24 Hours. A day in the life of Dr Gowri Motha, Birth Advisor

Karen Swan Macleod, Junior, Pregnancy and Baby, October 2004

Dr Gowri Motha is the founder of the Gentle Birth Method and has just had her first book of the same name published. She has treated more than 800 women at her clinic in London and also works as an infertility consultant at Holly House Hospital in Essex.

My day always starts at 7.30am when my two Burmese cats purr me into consciousness. If I have been attending a birth, I may not get in until 5am, so once I’m up, I make some tea, before doing yoga. I do the same routine my clients do, but it’s so gentle, it suits me very well and curtails my stress levels.

Even before I’ve finished stretching, my mind starts to race thinking about my clients

I’ll be seeing in clinic, due dates or whether anyone is overdue. If I have to attend a birth then I reschedule my appointments. I try to limit the births I attend to two a month, but I’ve already done three this month and another two are booked. Some mothers need me more than others so I try to be flexible.

At l0am, I divert my calls to the Viveka clinic in St John’s Wood and travel in with my team of therapists. My first client is at 11am. She is 25 weeks pregnant and suffering from emotional and physical issues from her previous birth. The episiotomy scar from her first birth is thick and tight, preventing her from having satisfactory sexual relations with her husband. She’s so terrified it will be damaged further during this birth that she’s considering a Caesarean. I do some facial unwinding, a massage using a pinching and rolling movement, which breaks down, thins and smoothes scar tissue. It can be applied to any scar and helps the skin around the area and I the scar itself heal in the long-term. We do a positive vaginal I birth visualisation, and she leaves feeling very positive.

My second mother, 33 weeks, had been exhibiting early signs of gestational diabetes – wind in the gut, sugar cravings and an overloaded pancreas – but stringent adherence to my diet (no sugar and plenty of refined carbohydrates, e.g. wheat and gluten) and intensive reflexology treatments appear to have worked.
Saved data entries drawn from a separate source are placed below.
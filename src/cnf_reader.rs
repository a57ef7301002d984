//! Read data from a file in the simplified DIMACS format used by the SAT competition
//!
//! See
//! [http://www.satcompetition.org/2011/format-benchmarks2011.html](http://www.satcompetition.org/2011/format-benchmarks2011.html)
//! for a description of the format.
//!
//! Clauses may span lines. A line starting with `%` ends the clause list, as
//! in the SATLIB benchmark files.

use crate::data::*;
use crate::error::{Error, ParseError};
use crate::formula::Formula;

use std::fs::File;
use std::io::{prelude::*, BufReader};
use std::path::Path;
use tinyvec::TinyVec;

pub fn read_from_file<P: AsRef<Path>>(filename: P) -> Result<Formula, Error> {
    let file = File::open(filename)?;
    parse_dimacs(BufReader::new(file))
}

/// Parse a whole DIMACS problem
pub fn parse_dimacs<R: BufRead>(reader: R) -> Result<Formula, Error> {
    let mut header: Option<(u32, usize)> = None;
    let mut clauses = Vec::new();
    let mut clause: Clause = TinyVec::new();

    for (i, line) in reader.lines().enumerate() {
        let line = line?;
        let line_no = i + 1;
        let trimmed = line.trim_start();

        if trimmed.is_empty() || trimmed.starts_with('c') {
            // comments
            continue;
        } else if trimmed.starts_with('%') {
            break;
        } else if trimmed.starts_with('p') {
            if header.is_some() {
                return Err(ParseError::DuplicateHeader { line: line_no }.into());
            }
            header = Some(parse_header(trimmed, line_no)?);
            continue;
        }

        let (nvars, _) = header.ok_or(ParseError::MissingHeader)?;

        for chunk in trimmed.split_whitespace() {
            let lit_id: i32 = chunk.parse().map_err(|_| ParseError::BadLiteral {
                line: line_no,
                token: chunk.to_string(),
            })?;
            match Literal::from_dimacs(lit_id) {
                Some(lit) => {
                    if lit.var_id().0 >= nvars {
                        return Err(crate::error::FormulaError::LiteralOutOfRange {
                            clause: clauses.len(),
                            literal: i64::from(lit_id),
                            variable_count: nvars,
                        }
                        .into());
                    }
                    clause.push(lit);
                }
                // zero marks the end of the clause
                None => clauses.push(std::mem::take(&mut clause)),
            }
        }
    }

    let (nvars, declared) = header.ok_or(ParseError::MissingHeader)?;

    if !clause.is_empty() {
        log::warn!("Last clause has no terminating 0");
        clauses.push(clause);
    }

    if clauses.len() != declared {
        return Err(ParseError::ClauseCountMismatch {
            declared,
            found: clauses.len(),
        }
        .into());
    }

    log::debug!("Read {} vars and {} clauses", nvars, clauses.len());
    Ok(Formula::from_clauses(nvars, clauses)?)
}

/// example line:
/// p cnf 5 3
fn parse_header(line: &str, line_no: usize) -> Result<(u32, usize), ParseError> {
    let bad = || ParseError::BadHeader {
        line: line_no,
        text: line.trim_end().to_string(),
    };

    let parts: Vec<_> = line.split_whitespace().collect();
    match parts.as_slice() {
        ["p", "cnf", vars, clauses] => {
            let vars = vars.parse().map_err(|_| bad())?;
            let clauses = clauses.parse().map_err(|_| bad())?;
            Ok((vars, clauses))
        }
        _ => Err(bad()),
    }
}

#[cfg(test)]
mod tests {
    use super::*;
    use crate::error::FormulaError;

    fn parse(text: &str) -> Result<Formula, Error> {
        parse_dimacs(text.as_bytes())
    }

    fn parse_err(text: &str) -> ParseError {
        match parse(text) {
            Err(Error::Parse(e)) => e,
            other => panic!("expected a parse error, got {:?}", other),
        }
    }

    #[test]
    fn simple_problem() {
        let f = parse("c a comment\np cnf 3 2\n1 -3 0\n2 3 -1 0\n").unwrap();
        assert_eq!(f.variable_count(), 3);
        assert_eq!(f.clause_count(), 2);
        let first: Vec<_> = f.clauses()[0].iter().map(|l| l.to_dimacs()).collect();
        assert_eq!(first, vec![1, -3]);
    }

    #[test]
    fn clauses_span_lines() {
        let f = parse("p cnf 3 2\n1 -3\n 0 2\n3 -1 0\n").unwrap();
        assert_eq!(f.clause_count(), 2);
        assert_eq!(f.clauses()[1].len(), 3);
    }

    #[test]
    fn satlib_trailer() {
        let f = parse("p cnf 2 1\n1 2 0\n%\n0\n\n").unwrap();
        assert_eq!(f.clause_count(), 1);
    }

    #[test]
    fn unterminated_last_clause() {
        let f = parse("p cnf 2 2\n1 0\n-2").unwrap();
        assert_eq!(f.clause_count(), 2);
    }

    #[test]
    fn empty_problem() {
        let f = parse("p cnf 0 0\n").unwrap();
        assert_eq!(f.variable_count(), 0);
        assert_eq!(f.clause_count(), 0);
    }

    #[test]
    fn missing_header() {
        assert_eq!(parse_err("1 2 0\n"), ParseError::MissingHeader);
        assert_eq!(parse_err("c nothing here\n"), ParseError::MissingHeader);
    }

    #[test]
    fn bad_header() {
        assert_eq!(
            parse_err("p dnf 2 1\n1 0\n"),
            ParseError::BadHeader {
                line: 1,
                text: "p dnf 2 1".to_string(),
            }
        );
        assert_eq!(
            parse_err("p cnf 2 1\np cnf 2 1\n1 0\n"),
            ParseError::DuplicateHeader { line: 2 }
        );
    }

    #[test]
    fn bad_literal() {
        assert_eq!(
            parse_err("p cnf 2 1\n1 x 0\n"),
            ParseError::BadLiteral {
                line: 2,
                token: "x".to_string(),
            }
        );
    }

    #[test]
    fn literal_out_of_range() {
        assert_eq!(
            parse_err("p cnf 2 2\n1 2 0\n-3 0\n"),
            ParseError::Formula(FormulaError::LiteralOutOfRange {
                clause: 1,
                literal: -3,
                variable_count: 2,
            })
        );
    }

    #[test]
    fn clause_count_mismatch() {
        assert_eq!(
            parse_err("p cnf 2 3\n1 2 0\n-1 0\n"),
            ParseError::ClauseCountMismatch {
                declared: 3,
                found: 2,
            }
        );
    }
}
She also took digestive enzymes to help the pancreas digest food effectively (it becomes sluggish during pregnancy because of increased amounts of progesterone), helping to balance insulin levels.

My final appointment is with a mother, 38 weeks pregnant, who has rigid lower pelvic muscles. I fear she will be too tight for the second stage of labour, when the baby’s head is in the lowest part of the pelvis, I so I recommend she opts for an epidural. Many people think the Gentle Birth Method is about no intervention, but I aim for a birth that is positive for both mother and baby. I offer physical and emotional assessments, tailored pregnancy programmes and coping mechanisms for labour, but I address limits too and sometimes intervention is the gentlest option.
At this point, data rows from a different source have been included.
// src/common/command.rs

//! Outgoing command text.
//!
//! Commands are rendered with `format_args!` into a fixed [`CommandBuffer`]. A command longer than
//! the buffer is written to the transport in several pieces. A flush stops after the last space,
//! comma or `|` in the buffer and keeps the rest for the next piece, so a number split into
//! several formatting pieces (as `f64` is) still goes out whole. Only a single token longer than
//! the buffer is cut wherever the buffer fills.

use core::fmt::{self, Write};

use arrayvec::ArrayString;

use super::error::RbrError;
use super::generation::ListSeparator;

/// Capacity of the outgoing command buffer.
pub const COMMAND_BUFFER_LEN: usize = 128;

/// Longest command name (first word of a command) that can be matched against responses.
pub const COMMAND_NAME_LEN: usize = 32;

/// Bytes after which a long command may be cut.
const FLUSH_BOUNDARIES: [char; 3] = [' ', ',', '|'];

/// Line terminator of commands and responses.
pub const TERMINATOR: &str = "\r\n";

/// The most recently sent command.
#[derive(Debug, Clone, Default)]
pub struct CommandBuffer {
    text: ArrayString<COMMAND_BUFFER_LEN>,
    name: ArrayString<COMMAND_NAME_LEN>,
}

impl CommandBuffer {
    pub fn new() -> Self {
        Self::default()
    }

    /// Text of the last command, including its terminator. For commands that were flushed in
    /// several pieces this is the final piece.
    pub fn as_str(&self) -> &str {
        self.text.as_str()
    }

    /// First word of the last command; responses are matched against it.
    pub fn name(&self) -> &str {
        self.name.as_str()
    }

    pub fn clear(&mut self) {
        self.text.clear();
        self.name.clear();
    }
}

/// `fmt::Write` adapter that fills a [`CommandBuffer`] and drains it into `sink` when full.
struct CommandWriter<'b, F, E>
where
    E: fmt::Debug,
{
    buffer: &'b mut CommandBuffer,
    sink: F,
    error: Option<RbrError<E>>,
    name_complete: bool,
    tail: [u8; 2],
}

impl<F, E> CommandWriter<'_, F, E>
where
    F: FnMut(&[u8]) -> Result<(), RbrError<E>>,
    E: fmt::Debug,
{
    fn flush(&mut self) -> Result<(), RbrError<E>> {
        if self.buffer.text.is_empty() {
            return Ok(());
        }
        (self.sink)(self.buffer.text.as_bytes())?;
        self.buffer.text.clear();
        Ok(())
    }

    /// Writes out the buffer up to its last token boundary so that `needed` more bytes fit.
    fn make_room(&mut self, needed: usize) -> Result<(), RbrError<E>> {
        let len = self.buffer.text.len();
        let cut = match self.buffer.text.rfind(FLUSH_BOUNDARIES) {
            Some(i) if len - (i + 1) + needed <= COMMAND_BUFFER_LEN => i + 1,
            _ => len,
        };
        if cut == len {
            return self.flush();
        }

        let pending = core::mem::take(&mut self.buffer.text);
        let (head, rest) = pending.as_str().split_at(cut);
        (self.sink)(head.as_bytes())?;
        self.buffer.text.push_str(rest);
        Ok(())
    }

    fn append(&mut self, s: &str) -> Result<(), RbrError<E>> {
        if s.len() > COMMAND_BUFFER_LEN {
            return Err(RbrError::BufferOverflow {
                needed: s.len(),
                got: COMMAND_BUFFER_LEN,
            });
        }
        if self.buffer.text.remaining_capacity() < s.len() {
            self.make_room(s.len())?;
        }

        if !self.name_complete {
            let word_end = s.find(' ');
            let word = &s[..word_end.unwrap_or(s.len())];
            let word = word.trim_end_matches(['\r', '\n']);
            if self.buffer.name.try_push_str(word).is_err() {
                return Err(RbrError::BufferOverflow {
                    needed: self.buffer.name.len() + word.len(),
                    got: COMMAND_NAME_LEN,
                });
            }
            self.name_complete = word_end.is_some() || s.ends_with('\n');
        }

        let bytes = s.as_bytes();
        for &b in &bytes[bytes.len().saturating_sub(2)..] {
            self.tail = [self.tail[1], b];
        }
        self.buffer
            .text
            .try_push_str(s)
            .map_err(|_| RbrError::BufferOverflow {
                needed: s.len(),
                got: COMMAND_BUFFER_LEN,
            })
    }
}

impl<F, E> Write for CommandWriter<'_, F, E>
where
    F: FnMut(&[u8]) -> Result<(), RbrError<E>>,
    E: fmt::Debug,
{
    fn write_str(&mut self, s: &str) -> fmt::Result {
        if s.is_empty() {
            return Ok(());
        }
        self.append(s).map_err(|e| {
            self.error = Some(e);
            fmt::Error
        })
    }
}

/// Renders `args` into `buffer`, appends the terminator unless the text already ends with it,
/// and hands the bytes to `sink` (once, or several times for long commands).
///
/// Long commands are cut only after a space, comma or `|`, never inside a number or word,
/// unless one token alone exceeds [`COMMAND_BUFFER_LEN`].
///
/// On success `buffer` holds the last piece written and the command name.
pub fn write_command<E, F>(
    buffer: &mut CommandBuffer,
    args: fmt::Arguments<'_>,
    sink: F,
) -> Result<(), RbrError<E>>
where
    F: FnMut(&[u8]) -> Result<(), RbrError<E>>,
    E: fmt::Debug,
{
    buffer.clear();
    let mut writer = CommandWriter {
        buffer,
        sink,
        error: None,
        name_complete: false,
        tail: [0; 2],
    };

    if writer.write_fmt(args).is_err() {
        return Err(writer.error.take().unwrap_or(RbrError::InvalidFormat));
    }
    if writer.tail != *b"\r\n" {
        writer.append(TERMINATOR)?;
    }
    (writer.sink)(writer.buffer.text.as_bytes())
}

/// Formats a list of items, one formatting piece per item and per separator.
#[derive(Debug, Clone, Copy)]
pub struct ListArg<'a> {
    items: &'a [&'a str],
    separator: ListSeparator,
}

impl<'a> ListArg<'a> {
    pub fn new(items: &'a [&'a str], separator: ListSeparator) -> Self {
        ListArg { items, separator }
    }
}

impl fmt::Display for ListArg<'_> {
    fn fmt(&self, f: &mut fmt::Formatter<'_>) -> fmt::Result {
        for (i, item) in self.items.iter().enumerate() {
            if i > 0 {
                f.write_char(self.separator.as_char())?;
            }
            f.write_str(item)?;
        }
        Ok(())
    }
}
I grab some lunch before my yoga class at Lotus Lifestyle in Chelsea Harbour. Here, I show couples how to achieve deep muscle relaxation – a vital tool for labour – and teach Creative Healing, a specialised form of lymphatic drainage massage.

Afterwards, en route to Holly House, I make some calls to my colleagues to check up on the scan results of a client. I offer pre-conceptual care and relaxation therapy for my patients before they go ahead with their chosen assisted conception method and I like to monitor their progress. When the results are good, I’m elated. My greatest disappointment in medical school was the absence of the emotional element of health and disease. I’ve always felt medicine is not just about fixing the body but helping the patient to heal holistically. When I worked as an NHS obstetrician, I ran a support group for women who could not get pregnant, and now, as a private consultant, I have the privilege of empathising with my patients and working one on one with them.

Fifteen minutes later, I arrive at a client’s house in South Kensington for a postnatal appointment. She’s unable to visit me at the clinic as her celebrity status means she’s always trailed by the paparazzi. Even though her baby’s birth is common knowledge, home visits mean she can be treated without photographers waiting outside. I’ve treated a lot of high-profile women, and have been pestered by reporters – but I’m the soul of discretion.

I stay two hours, then go for a 30-minute swim. I arrive home just before 9pm. While supper’s cooking, I look over the paperwork my assistant has left out for me – some sketches to approve from my book publisher, updates for the website, and a new sample of the scented candle I’m developing for mothers in labour – I’ve been refining it for months, trying to capture that incredible newborn baby smell, and we’ve nearly got it now.

I go to bed at around 1am. I try to go earlier as I have to accommodate being on call and I never know when the phone will ring. When my head does hit the pillow though, I sleep like my proverbial gentle babies.